Damien Guillon, un ‘falsetto’ à la voix ronde et pure
Grâce aux Festivités d’été de la musique ancienne, un festival organisé ces jours-ci à Prague pour la 10e fois consécutive déjà par le centre culturel Collegium Marianum, nous aurons l’occasion d’entendre Damien Guillon, un des meilleurs contre-ténors français du moment. Accompagné de l’Orchestre du Collegium Marianum, il chantera, ce jeudi, des oeuvres sacrées des archives du château de Prague. Dans la première partie d’un entretien que Damien Guillon a accordé à Vaclav Richter, il a parlé notamment des spécificités de sa voix et de l’art des contre-ténors en général.
On sait que le chant et la musique baroques sont votre domaine. Vers quelles œuvres et vers quels compositeurs vous sentez-vous particulièrement attiré ?
«Alors je dois dire que je me sens particulièrement attiré par la musique allemande, notamment par Jean Sébastien Bach. J’ai également appris la musique en lisant des polyphonies Renaissance dans mon enfance lorsque je chantais dans un choeur d’enfants. J’ai abordé la musique allemande et Bach très rapidement dans mes études musicales. Alors j’ai des affinités particulières avec ce compositeur.»
Que pouvez-vous dire de votre voix. Quels sont ses traits caractéristiques?
«C’est difficile avec le chant parce que, intérieurement, on n’entend pas la même voix qu’entendent les auditeurs. Mais je crois et j’espère que c’est une forme de pureté de son. C’est ce que j’essaie de travailler le plus possible, une voix ronde avec le plus de naturel possible. J’essaie de garder le plus de naturel possible et de former une technique pour pouvoir faire ce que je veux musicalement.»
Vous dites que vous n’entendez pas intérieurement la même voix que les auditeurs. Mais vous entendez quand même vos enregistrements. Donc, y a-t-il une grande différence?
«Pour moi, il y a une grande différence entre la voix que j’entend quand je chante, et celle que j’entend sur les disques. C’est parfois difficile parce qu’on a une impression de son à l’intérieur, et lorsqu’on écoute des prises pour enregistrement on est parfois surpris de ce que l’on entend. On pense faire des choses qui ne passent pas extérieurement.

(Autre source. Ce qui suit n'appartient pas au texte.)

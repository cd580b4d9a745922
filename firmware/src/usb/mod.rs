//! USB device wiring for the diagnostics console.
//!
//! The controller enumerates as a single CDC ACM interface carrying the
//! rate-control console. This wrapper owns the Embassy builder bookkeeping
//! so the runtime only sees the split port handles.

pub const MAX_PACKET_SIZE: u16 = 64;

const CONTROL_BUFFER_LEN: usize = 64;
const CONFIG_DESCRIPTOR_LEN: usize = 128;
const BOS_DESCRIPTOR_LEN: usize = 64;
const MSOS_DESCRIPTOR_LEN: usize = 64;

/// User-visible strings advertised in the USB descriptors.
#[derive(Clone, Copy, Debug)]
pub struct UsbDeviceStrings {
    pub manufacturer: &'static str,
    pub product: &'static str,
    pub serial_number: Option<&'static str>,
}

impl Default for UsbDeviceStrings {
    fn default() -> Self {
        Self {
            manufacturer: "Rate Control",
            product: "Rate Control Console",
            serial_number: None,
        }
    }
}

/// Backing storage for the Embassy USB builder and the CDC ACM class.
pub struct UsbDeviceStorage {
    control_buf: [u8; CONTROL_BUFFER_LEN],
    config_descriptor: [u8; CONFIG_DESCRIPTOR_LEN],
    bos_descriptor: [u8; BOS_DESCRIPTOR_LEN],
    msos_descriptor: [u8; MSOS_DESCRIPTOR_LEN],
    console_state: embassy_usb::class::cdc_acm::State<'static>,
}

impl UsbDeviceStorage {
    #[allow(clippy::new_without_default)]
    pub fn new() -> Self {
        Self {
            control_buf: [0; CONTROL_BUFFER_LEN],
            config_descriptor: [0; CONFIG_DESCRIPTOR_LEN],
            bos_descriptor: [0; BOS_DESCRIPTOR_LEN],
            msos_descriptor: [0; MSOS_DESCRIPTOR_LEN],
            console_state: embassy_usb::class::cdc_acm::State::new(),
        }
    }
}

/// Split handles for the console CDC ACM interface.
pub struct ConsolePort<D: embassy_usb::driver::Driver<'static>> {
    pub sender: embassy_usb::class::cdc_acm::Sender<'static, D>,
    pub receiver: embassy_usb::class::cdc_acm::Receiver<'static, D>,
    pub control: embassy_usb::class::cdc_acm::ControlChanged<'static>,
}

/// The USB device together with its console port.
pub struct UsbConsole<D>
where
    D: embassy_usb::driver::Driver<'static>,
{
    pub device: embassy_usb::UsbDevice<'static, D>,
    pub port: ConsolePort<D>,
}

impl<D> UsbConsole<D>
where
    D: embassy_usb::driver::Driver<'static>,
{
    pub fn new(
        driver: D,
        storage: &'static mut UsbDeviceStorage,
        strings: UsbDeviceStrings,
    ) -> Self {
        let mut config = embassy_usb::Config::new(0x1209, 0x0001);
        config.manufacturer = Some(strings.manufacturer);
        config.product = Some(strings.product);
        config.serial_number = strings.serial_number;
        config.max_packet_size_0 = 64;
        config.max_power = 100;

        let mut builder = embassy_usb::Builder::new(
            driver,
            config,
            &mut storage.config_descriptor,
            &mut storage.bos_descriptor,
            &mut storage.msos_descriptor,
            &mut storage.control_buf,
        );

        let console = embassy_usb::class::cdc_acm::CdcAcmClass::new(
            &mut builder,
            &mut storage.console_state,
            MAX_PACKET_SIZE,
        );
        let (sender, receiver, control) = console.split_with_control();

        Self {
            device: builder.build(),
            port: ConsolePort {
                sender,
                receiver,
                control,
            },
        }
    }
}
//! Rate-control telemetry shared by firmware and host targets.
//!
//! Stations report what changed as [`RateEvent`]s; the owner stamps them with
//! a station slot and an instant and keeps the most recent ones in a
//! fixed-size ring. Event kinds serialize to compact numeric codes for
//! transport over diagnostics channels.

use core::{fmt, time::Duration};

use heapless::{HistoryBuf, OldestOrdered, Vec};

/// Sequential identifier assigned to every recorded event. Wraps.
pub type EventId = u32;

/// Total number of telemetry entries retained in memory.
pub const TELEMETRY_RING_CAPACITY: usize = 128;

/// Most events a single station call can produce.
pub const MAX_EVENTS_PER_CALL: usize = 8;

/// Events produced by one station call, oldest first.
pub type StationEvents = Vec<RateEvent, MAX_EVENTS_PER_CALL>;

/// Monotonic instant used to time evaluation periods and stamp telemetry.
pub trait RateInstant: Copy {
    /// Returns the saturating duration from `earlier` to `self`.
    fn saturating_duration_since(&self, earlier: Self) -> Duration;
}

/// Discriminated rate-control events.
#[derive(Copy, Clone, Debug, Eq, PartialEq)]
pub enum RateEventKind {
    Associated,
    ChainUpdated,
    TrialStarted,
    TrialReverted,
    RetryStepAdvanced,
    AggregationChanged,
    FixedRateArmed,
    FixedRateCleared,
    Renegotiated,
    FailSafe,
    Disassociated,
    Custom(u16),
}

impl RateEventKind {
    const ASSOCIATED_CODE: u16 = 0x0001;
    const CHAIN_UPDATED_CODE: u16 = 0x0002;
    const TRIAL_STARTED_CODE: u16 = 0x0003;
    const TRIAL_REVERTED_CODE: u16 = 0x0004;
    const RETRY_STEP_CODE: u16 = 0x0005;
    const AGGREGATION_CODE: u16 = 0x0006;
    const FIXED_ARMED_CODE: u16 = 0x0010;
    const FIXED_CLEARED_CODE: u16 = 0x0011;
    const RENEGOTIATED_CODE: u16 = 0x0012;
    const FAIL_SAFE_CODE: u16 = 0x0020;
    const DISASSOCIATED_CODE: u16 = 0x0021;

    /// Encodes the event into a compact transport-friendly discriminant.
    #[must_use]
    pub const fn to_raw(self) -> u16 {
        match self {
            RateEventKind::Associated => Self::ASSOCIATED_CODE,
            RateEventKind::ChainUpdated => Self::CHAIN_UPDATED_CODE,
            RateEventKind::TrialStarted => Self::TRIAL_STARTED_CODE,
            RateEventKind::TrialReverted => Self::TRIAL_REVERTED_CODE,
            RateEventKind::RetryStepAdvanced => Self::RETRY_STEP_CODE,
            RateEventKind::AggregationChanged => Self::AGGREGATION_CODE,
            RateEventKind::FixedRateArmed => Self::FIXED_ARMED_CODE,
            RateEventKind::FixedRateCleared => Self::FIXED_CLEARED_CODE,
            RateEventKind::Renegotiated => Self::RENEGOTIATED_CODE,
            RateEventKind::FailSafe => Self::FAIL_SAFE_CODE,
            RateEventKind::Disassociated => Self::DISASSOCIATED_CODE,
            RateEventKind::Custom(code) => code,
        }
    }

    /// Decodes a raw discriminant, falling back to [`RateEventKind::Custom`].
    #[must_use]
    pub const fn from_raw(code: u16) -> Self {
        match code {
            Self::ASSOCIATED_CODE => RateEventKind::Associated,
            Self::CHAIN_UPDATED_CODE => RateEventKind::ChainUpdated,
            Self::TRIAL_STARTED_CODE => RateEventKind::TrialStarted,
            Self::TRIAL_REVERTED_CODE => RateEventKind::TrialReverted,
            Self::RETRY_STEP_CODE => RateEventKind::RetryStepAdvanced,
            Self::AGGREGATION_CODE => RateEventKind::AggregationChanged,
            Self::FIXED_ARMED_CODE => RateEventKind::FixedRateArmed,
            Self::FIXED_CLEARED_CODE => RateEventKind::FixedRateCleared,
            Self::RENEGOTIATED_CODE => RateEventKind::Renegotiated,
            Self::FAIL_SAFE_CODE => RateEventKind::FailSafe,
            Self::DISASSOCIATED_CODE => RateEventKind::Disassociated,
            other => RateEventKind::Custom(other),
        }
    }

    /// Returns `true` when the kind was decoded from an unknown code.
    #[must_use]
    pub const fn is_custom(self) -> bool {
        matches!(self, RateEventKind::Custom(_))
    }
}

impl fmt::Display for RateEventKind {
    fn fmt(&self, f: &mut fmt::Formatter<'_>) -> fmt::Result {
        match self {
            RateEventKind::Associated => f.write_str("associated"),
            RateEventKind::ChainUpdated => f.write_str("chain-updated"),
            RateEventKind::TrialStarted => f.write_str("trial-started"),
            RateEventKind::TrialReverted => f.write_str("trial-reverted"),
            RateEventKind::RetryStepAdvanced => f.write_str("retry-step-advanced"),
            RateEventKind::AggregationChanged => f.write_str("aggregation-changed"),
            RateEventKind::FixedRateArmed => f.write_str("fixed-rate-armed"),
            RateEventKind::FixedRateCleared => f.write_str("fixed-rate-cleared"),
            RateEventKind::Renegotiated => f.write_str("renegotiated"),
            RateEventKind::FailSafe => f.write_str("fail-safe"),
            RateEventKind::Disassociated => f.write_str("disassociated"),
            RateEventKind::Custom(code) => write!(f, "custom({code})"),
        }
    }
}

/// Payloads carried alongside rate events.
#[derive(Copy, Clone, Debug, Eq, PartialEq)]
pub enum RateEventPayload {
    /// No additional metadata accompanies the event.
    None,
    /// Sample-table indexes of the four retry steps.
    Chain([u8; 4]),
    /// Trial entry and whether it took step 0.
    Trial { index: u8, direct: bool },
    /// New software retry step.
    RetryStep(u8),
    /// Aggregation flag and current A-MSDU length.
    Aggregation { allowed: bool, amsdu_len: u16 },
    /// Packed descriptor word.
    Descriptor(u16),
    /// Negotiated bandwidth in MHz and zero-based stream count.
    Capability { bandwidth_mhz: u16, nss: u8 },
}

/// One event as produced by a station.
#[derive(Copy, Clone, Debug, Eq, PartialEq)]
pub struct RateEvent {
    pub kind: RateEventKind,
    pub payload: RateEventPayload,
}

impl RateEvent {
    #[must_use]
    pub const fn new(kind: RateEventKind, payload: RateEventPayload) -> Self {
        Self { kind, payload }
    }

    #[must_use]
    pub const fn bare(kind: RateEventKind) -> Self {
        Self::new(kind, RateEventPayload::None)
    }
}

/// Telemetry record stored in the ring buffer.
#[derive(Copy, Clone, Debug, PartialEq, Eq)]
pub struct RateEventRecord<TInstant>
where
    TInstant: Copy,
{
    pub id: EventId,
    pub timestamp: TInstant,
    pub station: u8,
    pub event: RateEventKind,
    pub details: RateEventPayload,
}

/// Telemetry ring buffer type alias.
pub type TelemetryRing<TInstant, const CAPACITY: usize = TELEMETRY_RING_CAPACITY> =
    HistoryBuf<RateEventRecord<TInstant>, CAPACITY>;

/// Records rate events into a fixed-size ring buffer.
pub struct TelemetryRecorder<TInstant, const CAPACITY: usize = TELEMETRY_RING_CAPACITY>
where
    TInstant: Copy,
{
    ring: TelemetryRing<TInstant, CAPACITY>,
    next_event_id: EventId,
}

impl<TInstant, const CAPACITY: usize> TelemetryRecorder<TInstant, CAPACITY>
where
    TInstant: RateInstant,
{
    /// Creates a new telemetry recorder with an empty history.
    #[must_use]
    pub const fn new() -> Self {
        Self {
            ring: HistoryBuf::new(),
            next_event_id: 0,
        }
    }

    /// Returns an iterator over the recorded telemetry in chronological order.
    pub fn oldest_first(&self) -> OldestOrdered<'_, RateEventRecord<TInstant>> {
        self.ring.oldest_ordered()
    }

    /// Returns the most recent telemetry record, if available.
    pub fn latest(&self) -> Option<&RateEventRecord<TInstant>> {
        self.ring.recent()
    }

    /// Returns the number of records currently stored.
    pub fn len(&self) -> usize {
        self.ring.len()
    }

    /// Returns `true` when no telemetry records are stored.
    pub fn is_empty(&self) -> bool {
        self.ring.is_empty()
    }

    /// Records one event for `station`.
    pub fn record(&mut self, station: usize, event: RateEvent, timestamp: TInstant) -> EventId {
        let id = self.next_event_id;
        self.next_event_id = self.next_event_id.wrapping_add(1);

        self.ring.write(RateEventRecord {
            id,
            timestamp,
            station: truncate_slot(station),
            event: event.kind,
            details: event.payload,
        });

        id
    }

    /// Records a batch of events in order and returns the last id used.
    pub fn record_all(
        &mut self,
        station: usize,
        events: &[RateEvent],
        timestamp: TInstant,
    ) -> Option<EventId> {
        events
            .iter()
            .map(|event| self.record(station, *event, timestamp))
            .last()
    }

    /// Time elapsed since the most recent event of `kind` for `station`.
    pub fn since_last(
        &self,
        station: usize,
        kind: RateEventKind,
        now: TInstant,
    ) -> Option<Duration> {
        let slot = truncate_slot(station);
        self.ring
            .oldest_ordered()
            .filter(|record| record.station == slot && record.event == kind)
            .last()
            .map(|record| now.saturating_duration_since(record.timestamp))
    }
}

impl<TInstant, const CAPACITY: usize> Default for TelemetryRecorder<TInstant, CAPACITY>
where
    TInstant: RateInstant,
{
    fn default() -> Self {
        Self::new()
    }
}

fn truncate_slot(slot: usize) -> u8 {
    match u8::try_from(slot) {
        Ok(value) => value,
        Err(_) => u8::MAX,
    }
}
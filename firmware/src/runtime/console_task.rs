use super::{CONSOLE_RX_QUEUE, CONSOLE_TX_QUEUE};
use crate::console::{self, ConsoleSession};
use crate::stations::Stations;
use crate::status;
use crate::telemetry::FirmwareInstant;

#[embassy_executor::task]
pub async fn run(stations: &'static Stations) -> ! {
    let rx = CONSOLE_RX_QUEUE.receiver();
    let tx = CONSOLE_TX_QUEUE.sender();
    let mut session = ConsoleSession::new();
    let mut attach_count = status::console_attach_count();

    loop {
        let frame = rx.receive().await;

        // A new host must not inherit the previous host's partial line.
        let current = status::console_attach_count();
        if current != attach_count {
            attach_count = current;
            session.reset();
        }

        let reply = session.feed(stations, &frame, FirmwareInstant::now());
        for chunk in console::frames(reply) {
            tx.send(chunk).await;
        }
    }
}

Parfois je pense que je n’ai pas bien chanté un passage et en fait tout va bien lorsqu’on l’écoute. Alors c’est souvent la difficulté avec le chant. »
Vous chantez souvent un répertoire conçu à l’origine pour les castrats, donc pour les chanteurs dont la physiologie vocale était assez spéciale. On a beaucoup dit sur la beauté et l’agilité de la voix des castrats mais il n’y aucun témoin vivant de leur chant. Vous considérez-vous comme l’héritier légitime de leur art?
«Non, pas spécialement. Je pense que les voix des castrats étaient des voix très particulières et aujourd’hui on n’a pas idée de la manière dont ça sonnait. Je ne pense pas qu’il y ait aujourd’hui des voix qui s’approchent tout à fait de ce que pouvaient être les castrats. Je pense que c’était vraiment quelque chose de très particulier. Maintenant j’utilise une voix de ‘falsetto’ qui est totalement naturelle et qui est peut-être l’une des voix qui se rapproche le plus de ce que pouvait être la voix des castrats. En ce sens là on peut se trouver plus au moins proche de ce qu’étaient les castrats mais, encore une fois, je pense que ça devait être beaucoup plus particulier de ce qui est la voix de contre-ténor aujourd’hui.»
Récemment nous avons entendu à Prague votre compatriote Philippe Jaroussky. Pouvez-vous comparer sa voix à la vôtre?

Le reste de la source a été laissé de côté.